The odd oeuvre of Odilon Redon

The unorthodox French artist is re-examined in Madrid

'The Smiling Spider' (1881), a charcoal drawing by Odilon Redon.
'The Smiling Spider' (1881), a charcoal drawing by Odilon Redon.

The idea of "styles" has proved an efficient tool for ordering works of art. It calms people to be able to recognize a work as Baroque or Impressionist, believing that classifying means understanding. But more and more works - and even entire bodies of works - do not conform to such categorizations. Such is the case with that of Odilon Redon (1840-1916), an important artist because of the subjects he tackled, the form in which he tackled them and, above all, because he was able to widen the scope of esthetic interest into then-unexplored areas and exercise an influence over his contemporaries. This is one of the reasons that until now, almost 100 years after his death, no retrospective of this French painter has been mounted in Spain.

Redon was a strange man who was a contemporary of the Impressionists without being one; who was close to Symbolism without letting himself become trapped by their esthetic approach; who searched for beauty in expressions of the ugly, even the repulsive; and who carved out a standalone body of work that nevertheless served as a point of support for both the Nabis and the Surrealists.

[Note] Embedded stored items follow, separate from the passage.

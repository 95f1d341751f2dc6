use std::path::PathBuf;
use thiserror::Error;

#[derive(Error, Debug)]
pub enum BillingError {
    #[error("Config directory not found at {0}. Run 'billing init' to create it.")]
    ConfigNotFound(PathBuf),

    #[error("Config file not found: {0}")]
    ConfigFileNotFound(PathBuf),

    #[error("Failed to parse config file {path}: {source}")]
    ConfigParse {
        path: PathBuf,
        #[source]
        source: toml::de::Error,
    },

    #[error("Failed to parse data file {path}: {source}")]
    DataParse {
        path: PathBuf,
        #[source]
        source: serde_json::Error,
    },

    #[error("Config directory already exists at {0}")]
    AlreadyInitialized(PathBuf),

    #[error("Customer '{0}' not found in customers snapshot")]
    CustomerNotFound(String),

    #[error("Customer '{0}' is not on monthly billing")]
    NotMonthlyCustomer(String),

    #[error("Payment amount must be greater than zero")]
    InvalidPaymentAmount,

    #[error("Payment would exceed outstanding balance of {customer} (max {max:.0} remaining)")]
    OverPayment { customer: String, max: f64 },

    #[error("Invalid timestamp '{0}'. Expected RFC 3339 (e.g., 2026-10-17T12:00:00+00:00)")]
    InvalidTimestamp(String),

    #[error("Invalid timeframe '{0}'. Use 'week', 'month', or 'all'.")]
    InvalidTimeframe(String),

    #[error("Failed to serialize output: {0}")]
    Serialize(String),

    #[error("IO error: {0}")]
    Io(#[from] std::io::Error),
}

pub type Result<T> = std::result::Result<T, BillingError>;
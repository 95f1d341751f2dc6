mod monthly;
mod overdue;
pub mod period;
mod revenue;

pub use monthly::{calculate_monthly_bills, CustomerBill, MonthlyBillsReport};
pub use overdue::{
    calculate_overdue_bills, format_days_overdue, OverdueBill, OverdueReport, Severity,
    SeverityBreakdown,
};
pub use period::{current_month_range, month_range, prior_period, DateRange, Timeframe};
pub use revenue::{calculate_revenue, BalanceAnomaly, RevenueReport};
use serde::{Deserialize, Serialize};

use crate::billing::Timeframe;

#[derive(Debug, Deserialize, Serialize)]
pub struct Config {
    pub restaurant: Restaurant,
    #[serde(default)]
    pub billing: BillingSettings,
    #[serde(default)]
    pub analytics: AnalyticsSettings,
    #[serde(default)]
    pub data: DataSettings,
}

#[derive(Debug, Deserialize, Serialize, Clone)]
pub struct Restaurant {
    pub name: String,
}

#[derive(Debug, Deserialize, Serialize)]
pub struct BillingSettings {
    pub currency_symbol: String,
}

impl Default for BillingSettings {
    fn default() -> Self {
        Self {
            currency_symbol: "Rs ".to_string(),
        }
    }
}

#[derive(Debug, Deserialize, Serialize)]
pub struct AnalyticsSettings {
    #[serde(default)]
    pub default_timeframe: Timeframe,
    #[serde(default = "default_top_n")]
    pub top_n: usize,
}

fn default_top_n() -> usize {
    5
}

impl Default for AnalyticsSettings {
    fn default() -> Self {
        Self {
            default_timeframe: Timeframe::default(),
            top_n: default_top_n(),
        }
    }
}

/// Snapshot file locations, relative to the config directory unless absolute
#[derive(Debug, Deserialize, Serialize)]
pub struct DataSettings {
    #[serde(default = "default_orders")]
    pub orders: String,
    #[serde(default = "default_customers")]
    pub customers: String,
    #[serde(default = "default_dishes")]
    pub dishes: String,
}

fn default_orders() -> String {
    "orders.json".to_string()
}

fn default_customers() -> String {
    "customers.json".to_string()
}

fn default_dishes() -> String {
    "dishes.json".to_string()
}

impl Default for DataSettings {
    fn default() -> Self {
        Self {
            orders: default_orders(),
            customers: default_customers(),
            dishes: default_dishes(),
        }
    }
}
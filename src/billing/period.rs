use chrono::{
    DateTime, Datelike, Duration, FixedOffset, LocalResult, Months, NaiveDate, NaiveDateTime,
    TimeZone, Utc,
};
use serde::{Deserialize, Serialize};
use std::fmt;
use std::str::FromStr;

use crate::error::BillingError;

/// Reporting window used by the dish analytics
#[derive(Debug, Clone, Copy, PartialEq, Eq, Serialize, Deserialize, Default)]
#[serde(rename_all = "lowercase")]
pub enum Timeframe {
    Week,
    #[default]
    Month,
    All,
}

impl fmt::Display for Timeframe {
    fn fmt(&self, f: &mut fmt::Formatter<'_>) -> fmt::Result {
        match self {
            Self::Week => write!(f, "week"),
            Self::Month => write!(f, "month"),
            Self::All => write!(f, "all"),
        }
    }
}

impl FromStr for Timeframe {
    type Err = BillingError;

    fn from_str(s: &str) -> Result<Self, Self::Err> {
        match s.to_lowercase().as_str() {
            "week" => Ok(Self::Week),
            "month" => Ok(Self::Month),
            "all" => Ok(Self::All),
            _ => Err(BillingError::InvalidTimeframe(s.to_string())),
        }
    }
}

/// An inclusive `[start, end]` pair of instants
#[derive(Debug, Clone, Copy, PartialEq, Eq, Serialize)]
pub struct DateRange {
    pub start: DateTime<FixedOffset>,
    pub end: DateTime<FixedOffset>,
}

impl DateRange {
    pub fn contains(&self, instant: &DateTime<FixedOffset>) -> bool {
        *instant >= self.start && *instant <= self.end
    }
}

/// Far-past instant standing in for "no lower bound"
pub fn unbounded_start() -> DateTime<FixedOffset> {
    DateTime::<Utc>::MIN_UTC.fixed_offset()
}

fn unbounded_end() -> DateTime<FixedOffset> {
    DateTime::<Utc>::MAX_UTC.fixed_offset()
}

/// Longest clock jump stepped over when a wall-clock time does not exist
const MAX_GAP_MINUTES: i64 = 24 * 60;

/// Pin a wall-clock time in `tz` to an instant. A time repeated when clocks
/// go back resolves to its first occurrence when `earliest`, else its last.
/// A time skipped when clocks go forward moves to the nearest minute that
/// exists, forwards when `earliest`, backwards otherwise.
fn resolve_local<Tz: TimeZone>(
    tz: &Tz,
    naive: NaiveDateTime,
    earliest: bool,
) -> Option<DateTime<FixedOffset>> {
    let step = if earliest {
        Duration::minutes(1)
    } else {
        Duration::minutes(-1)
    };

    let mut candidate = naive;
    for _ in 0..=MAX_GAP_MINUTES {
        match tz.from_local_datetime(&candidate) {
            LocalResult::Single(t) => return Some(t.fixed_offset()),
            LocalResult::Ambiguous(first, last) => {
                let t = if earliest { first } else { last };
                return Some(t.fixed_offset());
            }
            LocalResult::None => candidate = candidate.checked_add_signed(step)?,
        }
    }
    None
}

/// Bounds of a calendar month in `tz`, from 00:00:00.000 on the first day to
/// 23:59:59.999 on the last, each resolved with the zone's own offset on
/// that day.
///
/// `month` is 1-based; values outside 1..=12 roll into neighbouring years.
/// Returns `None` only for years chrono cannot represent.
pub fn month_range<Tz: TimeZone>(year: i32, month: u32, tz: &Tz) -> Option<DateRange> {
    let absolute = i64::from(year) * 12 + i64::from(month) - 1;
    let year = i32::try_from(absolute.div_euclid(12)).ok()?;
    let month = u32::try_from(absolute.rem_euclid(12)).ok()? + 1;

    let first = NaiveDate::from_ymd_opt(year, month, 1)?;
    let last = first.checked_add_months(Months::new(1))?.pred_opt()?;

    let start = resolve_local(tz, first.and_hms_milli_opt(0, 0, 0, 0)?, true)?;
    let end = resolve_local(tz, last.and_hms_milli_opt(23, 59, 59, 999)?, false)?;

    Some(DateRange { start, end })
}

/// The calendar month containing `now`, in `now`'s time zone
pub fn current_month_range<Tz: TimeZone>(now: &DateTime<Tz>) -> DateRange {
    month_range(now.year(), now.month(), &now.timezone()).unwrap_or(DateRange {
        start: unbounded_start(),
        end: unbounded_end(),
    })
}

/// Start of the period of the same length immediately preceding `start`.
///
/// Months step back on the calendar of `start`'s zone; a result that lands
/// in a skipped wall-clock hour falls back to `start`'s fixed offset.
pub fn prior_period<Tz: TimeZone>(
    start: &DateTime<Tz>,
    timeframe: Timeframe,
) -> DateTime<FixedOffset> {
    let fixed = start.fixed_offset();
    match timeframe {
        Timeframe::Week => fixed
            .checked_sub_signed(Duration::days(7))
            .unwrap_or_else(unbounded_start),
        Timeframe::Month => start
            .clone()
            .checked_sub_months(Months::new(1))
            .map(|t| t.fixed_offset())
            .or_else(|| fixed.checked_sub_months(Months::new(1)))
            .unwrap_or_else(unbounded_start),
        Timeframe::All => unbounded_start(),
    }
}

/// Parse an ISO-8601 timestamp from the backend snapshot.
///
/// Values without an offset are read as wall-clock time in `tz`; a bare date
/// means midnight. Anything else yields `None`.
pub fn parse_timestamp<Tz: TimeZone>(raw: &str, tz: &Tz) -> Option<DateTime<FixedOffset>> {
    let raw = raw.trim();
    if raw.is_empty() {
        return None;
    }

    if let Ok(parsed) = DateTime::parse_from_rfc3339(raw) {
        return Some(parsed);
    }

    // Postgres-style offsets without a colon, e.g. "2026-01-05 10:00:00+0530"
    for format in ["%Y-%m-%dT%H:%M:%S%.f%z", "%Y-%m-%d %H:%M:%S%.f%z", "%Y-%m-%d %H:%M:%S%.f%#z"] {
        if let Ok(parsed) = DateTime::parse_from_str(raw, format) {
            return Some(parsed);
        }
    }

    for format in ["%Y-%m-%dT%H:%M:%S%.f", "%Y-%m-%d %H:%M:%S%.f", "%Y-%m-%dT%H:%M"] {
        if let Ok(naive) = NaiveDateTime::parse_from_str(raw, format) {
            return resolve_local(tz, naive, true);
        }
    }

    let date = NaiveDate::parse_from_str(raw, "%Y-%m-%d").ok()?;
    resolve_local(tz, date.and_hms_opt(0, 0, 0)?, true)
}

The Mapfre Foundation's exquisitely presented exhibition helps to understand Redon's character as much as the evolution of his work via an extensive collection of pieces of different formats and origins. His well-known works - which are presented in isolation in museums and exhibitions as well as history books, situated at the margins of the great art movements - belie the fact that a clear trajectory runs through the work of this curious painter.

The influence of Goya, who died in Bordeaux 12 years before Redon was born there, is clearly visible in both his love of engravings and the subjects he tackles: disasters, desires, dreams and nightmares. On top of this is a curiosity for certain scientific themes, such as microscopic vision and Darwin's theory of evolution, as well as an interest in literature that ranges from Shakespeare's A Midsummer Night's Dream to Edgar Allan Poe's supernatural tales.

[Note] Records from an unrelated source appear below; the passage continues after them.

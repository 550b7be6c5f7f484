//! Types for parsed event-stream records

use serde::{Deserialize, Serialize};
use serde_json::{Map, Value};

/// Payload of a record's `data:` field
///
/// Only JSON objects are decoded. Arrays, strings, numbers, `null` and
/// malformed JSON all stay as the original trimmed text.
#[derive(Debug, Clone, PartialEq, Serialize, Deserialize)]
#[serde(untagged)]
pub enum MessageData {
    /// The field decoded to a JSON object
    Json(Map<String, Value>),
    /// Raw text, verbatim
    Text(String),
}

impl MessageData {
    /// Decode `raw` as a JSON object, falling back to the text itself
    pub fn decode(raw: &str) -> Self {
        match serde_json::from_str::<Value>(raw) {
            Ok(Value::Object(map)) => Self::Json(map),
            _ => Self::Text(raw.to_string()),
        }
    }

    /// Get the decoded object, if any
    pub fn as_object(&self) -> Option<&Map<String, Value>> {
        match self {
            Self::Json(map) => Some(map),
            Self::Text(_) => None,
        }
    }

    /// Get the raw text, if the payload was not an object
    pub fn as_text(&self) -> Option<&str> {
        match self {
            Self::Json(_) => None,
            Self::Text(text) => Some(text),
        }
    }

    /// Look up a field of an object payload
    pub fn get(&self, key: &str) -> Option<&Value> {
        self.as_object().and_then(|map| map.get(key))
    }

    /// Deserialize an object payload into a typed value
    pub fn parse<T: serde::de::DeserializeOwned>(&self) -> Option<T> {
        self.as_object()
            .and_then(|map| serde_json::from_value(Value::Object(map.clone())).ok())
    }
}

/// One completed event-stream record
#[derive(Debug, Clone, PartialEq, Serialize, Deserialize)]
pub struct Message {
    /// Value of the record's `id:` line
    #[serde(default, skip_serializing_if = "Option::is_none")]
    pub id: Option<String>,

    /// Value of the record's `event:` line
    #[serde(default, skip_serializing_if = "Option::is_none")]
    pub event: Option<String>,

    /// Value of the record's `data:` line
    pub data: MessageData,
}

impl Message {
    /// Get the `id:` value
    pub fn id(&self) -> Option<&str> {
        self.id.as_deref()
    }

    /// Get the `event:` value
    pub fn event(&self) -> Option<&str> {
        self.event.as_deref()
    }
}
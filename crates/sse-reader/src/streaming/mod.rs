//! Event-stream wire format
//!
//! Parses `text/event-stream` bodies into [`Message`]s. Only the `data:`,
//! `id:` and `event:` fields are recognised; a record is emitted when a blank
//! line follows at least one `data:` line.
//!
//! # Example
//!
//! ```
//! use sse_reader::streaming::StreamParser;
//!
//! let mut parser = StreamParser::new();
//! let messages = parser.feed("id: 1\ndata: {\"message\":\"hello\"}\n\n");
//!
//! assert_eq!(messages[0].id(), Some("1"));
//! assert_eq!(messages[0].data.get("message").and_then(|v| v.as_str()), Some("hello"));
//! ```

mod parser;
mod types;

pub use parser::{StreamParser, MAX_PENDING_LINE};
pub use types::{Message, MessageData};
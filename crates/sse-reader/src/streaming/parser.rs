//! Incremental event-stream parser
//!
//! Turns text arriving over time into completed [`Message`]s. Text may be
//! handed over either as deltas ([`StreamParser::feed`]) or as the full body
//! received so far ([`StreamParser::feed_cumulative`]), in which case the
//! parser tracks how much it has already seen and only parses the suffix.

use tracing::{trace, warn};

use super::types::{Message, MessageData};

/// Longest unterminated line kept between calls; longer lines are dropped
pub const MAX_PENDING_LINE: usize = 1024 * 1024;

/// Fields of the record currently being built
#[derive(Debug, Default)]
struct RecordAccumulator {
    id: Option<String>,
    event: Option<String>,
    data: Option<MessageData>,
}

impl RecordAccumulator {
    /// Complete the record if it has data, leaving the accumulator empty
    fn take_message(&mut self) -> Option<Message> {
        let data = self.data.take()?;
        let record = std::mem::take(self);
        Some(Message {
            id: record.id,
            event: record.event,
            data,
        })
    }
}

/// Parser state for one connection attempt
#[derive(Debug, Default)]
pub struct StreamParser {
    /// Length of the cumulative text already consumed
    offset: usize,
    /// Text after the last newline, not yet a complete line
    pending: String,
    /// Current record being accumulated
    record: RecordAccumulator,
}

impl StreamParser {
    /// Create a new parser at offset zero
    pub fn new() -> Self {
        Self::default()
    }

    /// Bytes of cumulative text consumed so far
    pub fn offset(&self) -> usize {
        self.offset
    }

    /// Feed the full response text received so far
    ///
    /// Only the part beyond the previously seen length is parsed. If the text
    /// is shorter than what was already seen, nothing new has arrived.
    pub fn feed_cumulative(&mut self, full_text: &str) -> Vec<Message> {
        let new_text = full_text.get(self.offset..).unwrap_or("");
        self.offset = self.offset.max(full_text.len());
        self.feed(new_text)
    }

    /// Feed newly arrived text and extract any completed messages
    ///
    /// Empty text is a no-op. Text after the last newline is kept until its
    /// line is complete, up to [`MAX_PENDING_LINE`] bytes.
    pub fn feed(&mut self, new_text: &str) -> Vec<Message> {
        if new_text.is_empty() {
            return Vec::new();
        }

        self.pending.push_str(new_text);

        let Some(last_newline) = self.pending.rfind('\n') else {
            self.limit_pending();
            return Vec::new();
        };

        let rest = self.pending.split_off(last_newline + 1);
        let complete = std::mem::replace(&mut self.pending, rest);

        let mut messages = Vec::new();
        for line in complete[..last_newline].split('\n') {
            let line = line.strip_suffix('\r').unwrap_or(line);
            if let Some(message) = self.process_line(line) {
                messages.push(message);
            }
        }

        self.limit_pending();
        messages
    }

    /// Drop an unterminated line that exceeds [`MAX_PENDING_LINE`]
    fn limit_pending(&mut self) {
        if self.pending.len() > MAX_PENDING_LINE {
            warn!(
                len = self.pending.len(),
                limit = MAX_PENDING_LINE,
                "Discarding oversized unterminated event-stream line"
            );
            self.pending.clear();
        }
    }

    /// Process a single line
    fn process_line(&mut self, line: &str) -> Option<Message> {
        if let Some(value) = line.strip_prefix("data:") {
            self.record.data = Some(MessageData::decode(value.trim()));
        } else if let Some(value) = line.strip_prefix("id:") {
            self.record.id = Some(value.trim().to_string());
        } else if let Some(value) = line.strip_prefix("event:") {
            self.record.event = Some(value.trim().to_string());
        } else if line.trim().is_empty() {
            return self.record.take_message();
        } else {
            trace!(line, "Ignoring unsupported event-stream line");
        }

        None
    }
}

#[cfg(test)]
mod tests {
    use super::*;
    use pretty_assertions::assert_eq;
    use serde_json::json;

    fn text(data: &str) -> MessageData {
        MessageData::Text(data.to_string())
    }

    #[test]
    fn test_parse_single_record() {
        let mut parser = StreamParser::new();

        let messages = parser.feed("id: 1\nevent: update\ndata: {\"a\":1}\n\n");

        assert_eq!(messages.len(), 1);
        assert_eq!(messages[0].id(), Some("1"));
        assert_eq!(messages[0].event(), Some("update"));
        assert_eq!(messages[0].data.get("a"), Some(&json!(1)));
    }

    #[test]
    fn test_parse_multiple_records_in_order() {
        let mut parser = StreamParser::new();

        let input = "data: {\"count\":0}\n\ndata: {\"count\":1}\n\ndata: {\"count\":2}\n\n";
        let messages = parser.feed(input);

        let counts: Vec<_> = messages
            .iter()
            .map(|m| m.data.get("count").cloned())
            .collect();
        assert_eq!(counts, vec![Some(json!(0)), Some(json!(1)), Some(json!(2))]);
        assert!(messages.iter().all(|m| m.id.is_none() && m.event.is_none()));
    }

    #[test]
    fn test_non_object_data_stays_text() {
        let mut parser = StreamParser::new();

        let input = "data: 42\n\ndata: \"text\"\n\ndata: [1,2]\n\ndata: {oops\n\n";
        let messages = parser.feed(input);

        let data: Vec<_> = messages.into_iter().map(|m| m.data).collect();
        assert_eq!(
            data,
            vec![text("42"), text("\"text\""), text("[1,2]"), text("{oops")]
        );
    }

    #[test]
    fn test_partial_record_carries_over() {
        let mut parser = StreamParser::new();

        assert!(parser.feed("id: 9\nevent: tick\n").is_empty());
        assert!(parser.feed("data: hello\n").is_empty());

        let messages = parser.feed("\ndata: next\n");
        assert_eq!(messages.len(), 1);
        assert_eq!(messages[0].id(), Some("9"));
        assert_eq!(messages[0].event(), Some("tick"));
        assert_eq!(messages[0].data, text("hello"));
    }

    #[test]
    fn test_partial_line_carries_over() {
        let mut parser = StreamParser::new();

        assert!(parser.feed("data: {\"ts\":1,\"seq\":").is_empty());
        let messages = parser.feed("1}\n\n");

        assert_eq!(messages.len(), 1);
        assert_eq!(messages[0].data.get("seq"), Some(&json!(1)));
    }

    #[test]
    fn test_blank_line_without_data_is_noop() {
        let mut parser = StreamParser::new();

        let messages = parser.feed("\n\nid: 5\n\nevent: x\ndata: y\n\n");

        // The id-only record is dropped, but its id is kept for the next one
        assert_eq!(messages.len(), 1);
        assert_eq!(messages[0].id(), Some("5"));
        assert_eq!(messages[0].event(), Some("x"));
    }

    #[test]
    fn test_accumulator_resets_after_emit() {
        let mut parser = StreamParser::new();

        let messages = parser.feed("id: 1\nevent: a\ndata: one\n\ndata: two\n\n");

        assert_eq!(messages.len(), 2);
        assert_eq!(messages[1].id, None);
        assert_eq!(messages[1].event, None);
        assert_eq!(messages[1].data, text("two"));
    }

    #[test]
    fn test_last_data_line_wins() {
        let mut parser = StreamParser::new();

        let messages = parser.feed("data: first\ndata: second\n\n");
        assert_eq!(messages.len(), 1);
        assert_eq!(messages[0].data, text("second"));
    }

    #[test]
    fn test_ignores_unknown_fields_and_comments() {
        let mut parser = StreamParser::new();

        let messages = parser.feed(": keepalive\nretry: 100\nfoo: bar\ndata: ok\n\n");
        assert_eq!(messages.len(), 1);
        assert_eq!(messages[0].data, text("ok"));
    }

    #[test]
    fn test_crlf_line_endings() {
        let mut parser = StreamParser::new();

        let messages = parser.feed("id: 3\r\ndata: {\"x\":true}\r\n\r\n");
        assert_eq!(messages.len(), 1);
        assert_eq!(messages[0].id(), Some("3"));
        assert_eq!(messages[0].data.get("x"), Some(&json!(true)));
    }

    #[test]
    fn test_lone_terminator_emits_immediately() {
        let mut parser = StreamParser::new();

        assert!(parser.feed("data: a\n").is_empty());
        let messages = parser.feed("\n");
        assert_eq!(messages.len(), 1);
        assert_eq!(messages[0].data, text("a"));

        // Whitespace without a pending record emits nothing
        assert!(parser.feed("   \n\n").is_empty());
        let messages = parser.feed("data: b\n\n");
        assert_eq!(messages.len(), 1);
        assert_eq!(messages[0].data, text("b"));
    }

    #[test]
    fn test_cumulative_lone_terminator() {
        let mut parser = StreamParser::new();

        assert!(parser.feed_cumulative("data: x\n").is_empty());
        let messages = parser.feed_cumulative("data: x\n\n");
        assert_eq!(messages.len(), 1);
        assert_eq!(messages[0].data, text("x"));
    }

    #[test]
    fn test_oversized_unterminated_line_dropped() {
        let mut parser = StreamParser::new();

        let huge = "x".repeat(MAX_PENDING_LINE + 1);
        assert!(parser.feed("data: ").is_empty());
        assert!(parser.feed(&huge).is_empty());
        assert!(parser.pending.is_empty());

        // Parsing resumes with the next full line
        let messages = parser.feed("\ndata: ok\n\n");
        assert_eq!(messages.len(), 1);
        assert_eq!(messages[0].data, text("ok"));
    }

    #[test]
    fn test_cumulative_feed_parses_only_suffix() {
        let mut parser = StreamParser::new();

        let first = "data: {\"count\":0}\n\n";
        let second = format!("{first}data: {{\"count\":1}}\n\n");

        let messages = parser.feed_cumulative(first);
        assert_eq!(messages.len(), 1);
        assert_eq!(parser.offset(), first.len());

        let messages = parser.feed_cumulative(&second);
        assert_eq!(messages.len(), 1);
        assert_eq!(messages[0].data.get("count"), Some(&json!(1)));
        assert_eq!(parser.offset(), second.len());
    }

    #[test]
    fn test_cumulative_duplicate_notification_is_noop() {
        let mut parser = StreamParser::new();

        let body = "id: 1\ndata: x\n\n";
        assert_eq!(parser.feed_cumulative(body).len(), 1);
        assert!(parser.feed_cumulative(body).is_empty());
        assert!(parser.feed_cumulative("").is_empty());
        assert_eq!(parser.offset(), body.len());
    }

    #[test]
    fn test_cumulative_split_record() {
        let mut parser = StreamParser::new();

        let full = "id: 2\nevent: custom\ndata: {\"message\":\"world\"}\n\n";
        let (head, _) = full.split_at(20);

        assert!(parser.feed_cumulative(head).is_empty());
        let messages = parser.feed_cumulative(full);

        assert_eq!(messages.len(), 1);
        assert_eq!(messages[0].id(), Some("2"));
        assert_eq!(messages[0].event(), Some("custom"));
        assert_eq!(messages[0].data.get("message"), Some(&json!("world")));
    }
}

Redon is not an illustrator but an interpreter who goes far beyond inventing cyclopes or insects with human faces. Perhaps one of the biggest contradictions the exhibition resolves is the juxtaposition of this unreal world, created in black tones, with his creation of delicate flower vases and decorative floating gardens, which are richly colorful and bright. Here history helps us as his proximity to the poetic symbolism of Mallarmé and the music of Debussy, both linked to the love of the Oriental at the time, explains the creations of his later years that searched for a fugitive beauty.

The problem of Odilon Redon is not so much knowing how to classify him in a style, but that his work calls into question the historiographical conventions on which our small academic world is based.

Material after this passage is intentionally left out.